George W. Bush took to the airwaves this morning to announce "good news for the American taxpayer." The federal government, he said, is "cutting the budget deficit faster than we expected."
There's more than a little smoke-and-mirrors action going on here. When the president claims that he's ahead of his plan to cut the deficit in half by 2009, we're supposed to forget the fact that the starting point for that 50 percent cut -- a deficit of $521 billion -- is one that never really existed in the first place. When Bush launched his plan in 2004, the deficit was $412 billion. But instead of using that number, the administration relied on the much higher number -- $521 billion -- that had been projected for the 2004 deficit but never came to pass. Why? Because it's a lot easier to get to half of $521 billion, or around $260 billion, than it is to get to half of $412 billion, which is $206 billion.
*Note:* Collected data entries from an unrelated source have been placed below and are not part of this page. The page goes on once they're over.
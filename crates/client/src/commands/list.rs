//! `idp list`.

use std::io::Write;

use idpctl_core::acl::IdentityProviderApi;

use super::{CommandError, Context};
use crate::cli::OutputFormat;
use crate::output;

/// Print every identity provider. Prints nothing when there are none.
pub async fn run<A>(api: &A, ctx: &Context, out: &mut dyn Write) -> Result<(), CommandError>
where
    A: IdentityProviderApi + ?Sized,
{
    let idps = api
        .list_identity_providers()
        .await
        .map_err(|e| CommandError::remote("Failed to retrieve the identity provider list", e))?;
    tracing::debug!(count = idps.len(), "listed identity providers");

    if idps.is_empty() && ctx.format == OutputFormat::Pretty {
        return Ok(());
    }

    writeln!(out, "{}", output::format_identity_providers(&idps, ctx.format))?;
    Ok(())
}
//! Value-or-`@file` flag indirection.
//!
//! A flag value starting with `@` names a local file whose contents replace the
//! value. Anything else is used as given.

use std::path::{Path, PathBuf};

use thiserror::Error;

/// Errors that can occur while resolving a flag value.
#[derive(Debug, Error)]
pub enum ValueError {
    #[error("Failed to read '{}': {source}", path.display())]
    Read {
        path: PathBuf,
        #[source]
        source: std::io::Error,
    },
}

/// Where a flag value comes from.
#[derive(Debug, Clone, PartialEq, Eq)]
pub enum ValueSource<'a> {
    Literal(&'a str),
    File(&'a Path),
}

impl<'a> ValueSource<'a> {
    /// Classify a raw flag value.
    pub fn parse(raw: &'a str) -> Self {
        match raw.strip_prefix('@') {
            Some(path) => ValueSource::File(Path::new(path)),
            None => ValueSource::Literal(raw),
        }
    }

    /// Load the effective value. File contents are returned verbatim.
    pub fn load(&self) -> Result<String, ValueError> {
        match self {
            ValueSource::Literal(value) => Ok((*value).to_string()),
            ValueSource::File(path) => {
                std::fs::read_to_string(path).map_err(|source| ValueError::Read {
                    path: path.to_path_buf(),
                    source,
                })
            }
        }
    }
}

/// Resolve a raw flag value to its effective value.
pub fn resolve_value(raw: &str) -> Result<String, ValueError> {
    ValueSource::parse(raw).load()
}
As Brad DeLong explains in Salon today, numbers games like that one continue to be a hallmark of the Bush budget plan. How is Bush doing in a more objective sense? Think Progress has the numbers. Bush inherited a budget surplus of $284 billion. If his administration's current estimate holds up, 2006 will bring a budget deficit of $286 billion. That's an improvement over 2003, 2004 and 2005, but it's still the fourth worst budget deficit in U.S. history. No. 5 on the list? The deficit piled up under the president's father in 1992.